Problem to work on - From the first line through the line containing "time. Integers go", transcribe the records exactly and include no other lines.

-----

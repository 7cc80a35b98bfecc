//! `Encoder`/`Decoder` implementations for primitives and containers.
//!
//! This is the closed dispatch table of the format: every supported type
//! maps to exactly one wire encoding, resolved at compile time. Integers go
//! through the varint codec (8-bit types are raw bytes), floats through the
//! fixed-width codec by bit pattern, and strings/sequences/mappings are
//! varint32-count-prefixed wrappers that recurse into their element types.

use std::collections::{BTreeMap, BTreeSet, HashMap, HashSet};
use std::sync::Arc;

use bytes::{Buf, BufMut, Bytes, BytesMut};

use crate::varint::{
    get_byte, get_fixed32, get_fixed64, get_varint32, get_varint64, put_byte, put_fixed32,
    put_fixed64, put_varint32, put_varint64,
};
use crate::{DecodeError, Decoder, Encoder, Result};

/// Appends a container length as a varint32. Counts are 32-bit on the wire.
pub(crate) fn put_length(writer: &mut BytesMut, len: usize) {
    put_varint32(writer, len as u32);
}

/// Reads a varint32 container length.
pub(crate) fn get_length(reader: &mut Bytes) -> Result<usize> {
    Ok(get_varint32(reader)? as usize)
}

// --- bool ---
/// Encodes a `bool` as one raw byte, 0 for `false` and 1 for `true`.
impl Encoder for bool {
    fn encode(&self, writer: &mut BytesMut) {
        put_byte(writer, *self as u8);
    }
}
/// Decodes a `bool` from one raw byte; any nonzero value reads as `true`.
impl Decoder for bool {
    fn decode(reader: &mut Bytes) -> Result<Self> {
        Ok(get_byte(reader)? != 0)
    }
}

// --- 8-bit integers (byte codec) ---
impl Encoder for u8 {
    fn encode(&self, writer: &mut BytesMut) {
        put_byte(writer, *self);
    }
}
impl Decoder for u8 {
    fn decode(reader: &mut Bytes) -> Result<Self> {
        get_byte(reader)
    }
}
/// `i8` travels as its raw bit pattern, one byte.
impl Encoder for i8 {
    fn encode(&self, writer: &mut BytesMut) {
        put_byte(writer, *self as u8);
    }
}
impl Decoder for i8 {
    fn decode(reader: &mut Bytes) -> Result<Self> {
        Ok(get_byte(reader)? as i8)
    }
}

// --- 16-bit integers ---
/// Encodes a `u16` as a varint32, zero-extended.
impl Encoder for u16 {
    fn encode(&self, writer: &mut BytesMut) {
        put_varint32(writer, *self as u32);
    }
}
/// Decodes a `u16` by truncating the varint32 value to 16 bits.
impl Decoder for u16 {
    fn decode(reader: &mut Bytes) -> Result<Self> {
        Ok(get_varint32(reader)? as u16)
    }
}
/// Encodes an `i16` as a varint32 of its sign-extended bit pattern, so
/// negative values occupy the full five bytes. No zig-zag is applied.
impl Encoder for i16 {
    fn encode(&self, writer: &mut BytesMut) {
        put_varint32(writer, *self as u32);
    }
}
/// Decodes an `i16` by truncating the varint32 value to 16 bits of bit
/// pattern. Values outside the `i16` range are not rejected.
impl Decoder for i16 {
    fn decode(reader: &mut Bytes) -> Result<Self> {
        Ok(get_varint32(reader)? as i16)
    }
}

// --- 32-bit integers ---
impl Encoder for u32 {
    fn encode(&self, writer: &mut BytesMut) {
        put_varint32(writer, *self);
    }
}
impl Decoder for u32 {
    fn decode(reader: &mut Bytes) -> Result<Self> {
        get_varint32(reader)
    }
}
/// `i32` travels as the varint32 of its bit pattern.
impl Encoder for i32 {
    fn encode(&self, writer: &mut BytesMut) {
        put_varint32(writer, *self as u32);
    }
}
impl Decoder for i32 {
    fn decode(reader: &mut Bytes) -> Result<Self> {
        Ok(get_varint32(reader)? as i32)
    }
}

// --- 64-bit integers ---
impl Encoder for u64 {
    fn encode(&self, writer: &mut BytesMut) {
        put_varint64(writer, *self);
    }
}
impl Decoder for u64 {
    fn decode(reader: &mut Bytes) -> Result<Self> {
        get_varint64(reader)
    }
}
/// `i64` travels as the varint64 of its bit pattern.
impl Encoder for i64 {
    fn encode(&self, writer: &mut BytesMut) {
        put_varint64(writer, *self as u64);
    }
}
impl Decoder for i64 {
    fn decode(reader: &mut Bytes) -> Result<Self> {
        Ok(get_varint64(reader)? as i64)
    }
}

// --- Platform-width integers ---
/// `usize` always travels as a varint64 so 32- and 64-bit hosts agree on
/// the wire width.
impl Encoder for usize {
    fn encode(&self, writer: &mut BytesMut) {
        put_varint64(writer, *self as u64);
    }
}
impl Decoder for usize {
    fn decode(reader: &mut Bytes) -> Result<Self> {
        Ok(get_varint64(reader)? as usize)
    }
}
impl Encoder for isize {
    fn encode(&self, writer: &mut BytesMut) {
        put_varint64(writer, *self as i64 as u64);
    }
}
impl Decoder for isize {
    fn decode(reader: &mut Bytes) -> Result<Self> {
        Ok(get_varint64(reader)? as i64 as isize)
    }
}

// --- char ---
/// Encodes a `char` as the varint32 of its Unicode scalar value.
impl Encoder for char {
    fn encode(&self, writer: &mut BytesMut) {
        put_varint32(writer, *self as u32);
    }
}
/// Decodes a `char`, rejecting values that are not valid scalar values.
impl Decoder for char {
    fn decode(reader: &mut Bytes) -> Result<Self> {
        let v = get_varint32(reader)?;
        char::from_u32(v)
            .ok_or_else(|| DecodeError::Decode(format!("Invalid char scalar value: {}", v)))
    }
}

// --- f32/f64 ---
/// Encodes an `f32` as its IEEE 754 bit pattern, 4 little-endian bytes.
/// The fixed-width codec is the only bit-exact path in the format.
impl Encoder for f32 {
    fn encode(&self, writer: &mut BytesMut) {
        put_fixed32(writer, self.to_bits());
    }
}
impl Decoder for f32 {
    fn decode(reader: &mut Bytes) -> Result<Self> {
        let bits = get_fixed32(reader)?;
        // get_fixed32 peeks; the value width is consumed here.
        reader.advance(4);
        Ok(f32::from_bits(bits))
    }
}
/// Encodes an `f64` as its IEEE 754 bit pattern, 8 little-endian bytes.
impl Encoder for f64 {
    fn encode(&self, writer: &mut BytesMut) {
        put_fixed64(writer, self.to_bits());
    }
}
impl Decoder for f64 {
    fn decode(reader: &mut Bytes) -> Result<Self> {
        let bits = get_fixed64(reader)?;
        reader.advance(8);
        Ok(f64::from_bits(bits))
    }
}

// --- Strings ---
/// Encodes string data as a varint32 byte length followed by the UTF-8
/// bytes, with no terminator.
impl Encoder for str {
    fn encode(&self, writer: &mut BytesMut) {
        put_length(writer, self.len());
        writer.put_slice(self.as_bytes());
    }
}
impl Encoder for String {
    fn encode(&self, writer: &mut BytesMut) {
        self.as_str().encode(writer);
    }
}
/// Decodes a `String`, validating UTF-8.
impl Decoder for String {
    fn decode(reader: &mut Bytes) -> Result<Self> {
        let len = get_length(reader)?;
        if reader.remaining() < len {
            return Err(DecodeError::InsufficientData);
        }
        let mut bytes = vec![0u8; len];
        if len > 0 {
            reader.copy_to_slice(&mut bytes);
        }
        String::from_utf8(bytes).map_err(|e| DecodeError::Decode(e.to_string()))
    }
}

// --- Bytes ---
/// Raw byte payloads use the same layout as strings: varint32 length plus
/// the bytes. `Vec<u8>` through the generic sequence path produces the
/// identical encoding, this impl just copies in bulk.
impl Encoder for Bytes {
    fn encode(&self, writer: &mut BytesMut) {
        put_length(writer, self.len());
        writer.put_slice(self);
    }
}
impl Decoder for Bytes {
    fn decode(reader: &mut Bytes) -> Result<Self> {
        let len = get_length(reader)?;
        if reader.remaining() < len {
            return Err(DecodeError::InsufficientData);
        }
        Ok(reader.split_to(len))
    }
}

// --- Vec<T> ---
/// Encodes a `Vec<T>` as a varint32 count followed by each element.
impl<T: Encoder> Encoder for Vec<T> {
    fn encode(&self, writer: &mut BytesMut) {
        put_length(writer, self.len());
        for item in self {
            item.encode(writer);
        }
    }
}
impl<T: Decoder> Decoder for Vec<T> {
    fn decode(reader: &mut Bytes) -> Result<Self> {
        let len = get_length(reader)?;
        // A declared count can't exceed one element per remaining byte.
        let mut vec = Vec::with_capacity(len.min(reader.remaining()));
        for _ in 0..len {
            vec.push(T::decode(reader)?);
        }
        Ok(vec)
    }
}

// --- Arrays ---
/// Fixed-size arrays use the sequence layout; the decoded count must equal
/// the array length.
impl<T: Encoder, const N: usize> Encoder for [T; N] {
    fn encode(&self, writer: &mut BytesMut) {
        put_length(writer, N);
        for item in self {
            item.encode(writer);
        }
    }
}
impl<T: Decoder, const N: usize> Decoder for [T; N] {
    fn decode(reader: &mut Bytes) -> Result<Self> {
        let len = get_length(reader)?;
        if len != N {
            return Err(DecodeError::Decode(format!(
                "Array length mismatch: expected {}, got {}",
                N, len
            )));
        }
        let mut items = Vec::with_capacity(N);
        for _ in 0..N {
            items.push(T::decode(reader)?);
        }
        items
            .try_into()
            .map_err(|_| DecodeError::Decode("Failed to convert Vec to array".to_string()))
    }
}

// --- Sets ---
/// Sets use the sequence layout in the set's iteration order. `HashSet`
/// order is not stable across runs; use `BTreeSet` for reproducible bytes.
impl<T: Encoder> Encoder for HashSet<T> {
    fn encode(&self, writer: &mut BytesMut) {
        put_length(writer, self.len());
        for item in self {
            item.encode(writer);
        }
    }
}
impl<T: Decoder + Eq + std::hash::Hash> Decoder for HashSet<T> {
    fn decode(reader: &mut Bytes) -> Result<Self> {
        let len = get_length(reader)?;
        let mut set = HashSet::with_capacity(len.min(reader.remaining()));
        for _ in 0..len {
            set.insert(T::decode(reader)?);
        }
        Ok(set)
    }
}
impl<T: Encoder> Encoder for BTreeSet<T> {
    fn encode(&self, writer: &mut BytesMut) {
        put_length(writer, self.len());
        for item in self {
            item.encode(writer);
        }
    }
}
impl<T: Decoder + Ord> Decoder for BTreeSet<T> {
    fn decode(reader: &mut Bytes) -> Result<Self> {
        let len = get_length(reader)?;
        let mut set = BTreeSet::new();
        for _ in 0..len {
            set.insert(T::decode(reader)?);
        }
        Ok(set)
    }
}

// --- Maps ---
/// Encodes a map as a varint32 count followed by each key then its value,
/// in the map's iteration order at encode time. No canonical pair order is
/// imposed or reproduced on decode: `HashMap` bytes can differ between runs
/// for equal maps. `BTreeMap` (sorted keys) or the `indexmap` feature
/// (insertion order) give deterministic output.
impl<K: Encoder, V: Encoder> Encoder for HashMap<K, V> {
    fn encode(&self, writer: &mut BytesMut) {
        put_length(writer, self.len());
        for (k, v) in self {
            k.encode(writer);
            v.encode(writer);
        }
    }
}
impl<K: Decoder + Eq + std::hash::Hash, V: Decoder> Decoder for HashMap<K, V> {
    fn decode(reader: &mut Bytes) -> Result<Self> {
        let len = get_length(reader)?;
        let mut map = HashMap::with_capacity(len.min(reader.remaining()));
        for _ in 0..len {
            let k = K::decode(reader)?;
            let v = V::decode(reader)?;
            map.insert(k, v);
        }
        Ok(map)
    }
}
impl<K: Encoder, V: Encoder> Encoder for BTreeMap<K, V> {
    fn encode(&self, writer: &mut BytesMut) {
        put_length(writer, self.len());
        for (k, v) in self {
            k.encode(writer);
            v.encode(writer);
        }
    }
}
impl<K: Decoder + Ord, V: Decoder> Decoder for BTreeMap<K, V> {
    fn decode(reader: &mut Bytes) -> Result<Self> {
        let len = get_length(reader)?;
        let mut map = BTreeMap::new();
        for _ in 0..len {
            let k = K::decode(reader)?;
            let v = V::decode(reader)?;
            map.insert(k, v);
        }
        Ok(map)
    }
}

// --- Option ---
/// Encodes an `Option<T>` as a presence byte (0 or 1) followed by the value
/// when present.
impl<T: Encoder> Encoder for Option<T> {
    fn encode(&self, writer: &mut BytesMut) {
        match self {
            Some(value) => {
                put_byte(writer, 1);
                value.encode(writer);
            }
            None => put_byte(writer, 0),
        }
    }
}
impl<T: Decoder> Decoder for Option<T> {
    fn decode(reader: &mut Bytes) -> Result<Self> {
        match get_byte(reader)? {
            0 => Ok(None),
            1 => Ok(Some(T::decode(reader)?)),
            other => Err(DecodeError::Decode(format!(
                "Expected Option flag (0 or 1), got {}",
                other
            ))),
        }
    }
}

// --- Tuples ---
/// Tuples encode as their elements in order with no prefix, like a
/// composite with no ancestor.
macro_rules! impl_tuple {
    () => {
        impl Encoder for () {
            fn encode(&self, _writer: &mut BytesMut) {}
        }
        impl Decoder for () {
            fn decode(_reader: &mut Bytes) -> Result<Self> {
                Ok(())
            }
        }
    };
    ($($T:ident : $idx:tt),+) => {
        impl<$($T: Encoder),+> Encoder for ($($T,)+) {
            fn encode(&self, writer: &mut BytesMut) {
                $(
                    self.$idx.encode(writer);
                )+
            }
        }
        impl<$($T: Decoder),+> Decoder for ($($T,)+) {
            fn decode(reader: &mut Bytes) -> Result<Self> {
                Ok(($(
                    $T::decode(reader)?,
                )+))
            }
        }
    };
}

impl_tuple!();
impl_tuple!(T0: 0);
impl_tuple!(T0: 0, T1: 1);
impl_tuple!(T0: 0, T1: 1, T2: 2);
impl_tuple!(T0: 0, T1: 1, T2: 2, T3: 3);
impl_tuple!(T0: 0, T1: 1, T2: 2, T3: 3, T4: 4);
impl_tuple!(T0: 0, T1: 1, T2: 2, T3: 3, T4: 4, T5: 5);
impl_tuple!(T0: 0, T1: 1, T2: 2, T3: 3, T4: 4, T5: 5, T6: 6);
impl_tuple!(T0: 0, T1: 1, T2: 2, T3: 3, T4: 4, T5: 5, T6: 6, T7: 7);
impl_tuple!(T0: 0, T1: 1, T2: 2, T3: 3, T4: 4, T5: 5, T6: 6, T7: 7, T8: 8);
impl_tuple!(T0: 0, T1: 1, T2: 2, T3: 3, T4: 4, T5: 5, T6: 6, T7: 7, T8: 8, T9: 9);
impl_tuple!(T0: 0, T1: 1, T2: 2, T3: 3, T4: 4, T5: 5, T6: 6, T7: 7, T8: 8, T9: 9, T10: 10);
impl_tuple!(T0: 0, T1: 1, T2: 2, T3: 3, T4: 4, T5: 5, T6: 6, T7: 7, T8: 8, T9: 9, T10: 10, T11: 11);

// --- References and smart pointers ---
/// References delegate to the referenced value.
impl<T: Encoder + ?Sized> Encoder for &T {
    fn encode(&self, writer: &mut BytesMut) {
        (*self).encode(writer);
    }
}
impl<T: Encoder> Encoder for Box<T> {
    fn encode(&self, writer: &mut BytesMut) {
        (**self).encode(writer);
    }
}
impl<T: Decoder> Decoder for Box<T> {
    fn decode(reader: &mut Bytes) -> Result<Self> {
        Ok(Box::new(T::decode(reader)?))
    }
}
impl<T: Encoder> Encoder for Arc<T> {
    fn encode(&self, writer: &mut BytesMut) {
        (**self).encode(writer);
    }
}
impl<T: Decoder> Decoder for Arc<T> {
    fn decode(reader: &mut Bytes) -> Result<Self> {
        Ok(Arc::new(T::decode(reader)?))
    }
}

-----

Response area -
repository 7cc80a35b98bfecc
//! `Encoder`/`Decoder` implementations for primitives and containers.
//!
//! This is the closed dispatch table of the format: every supported type
//! maps to exactly one wire encoding, resolved at compile time. Integers go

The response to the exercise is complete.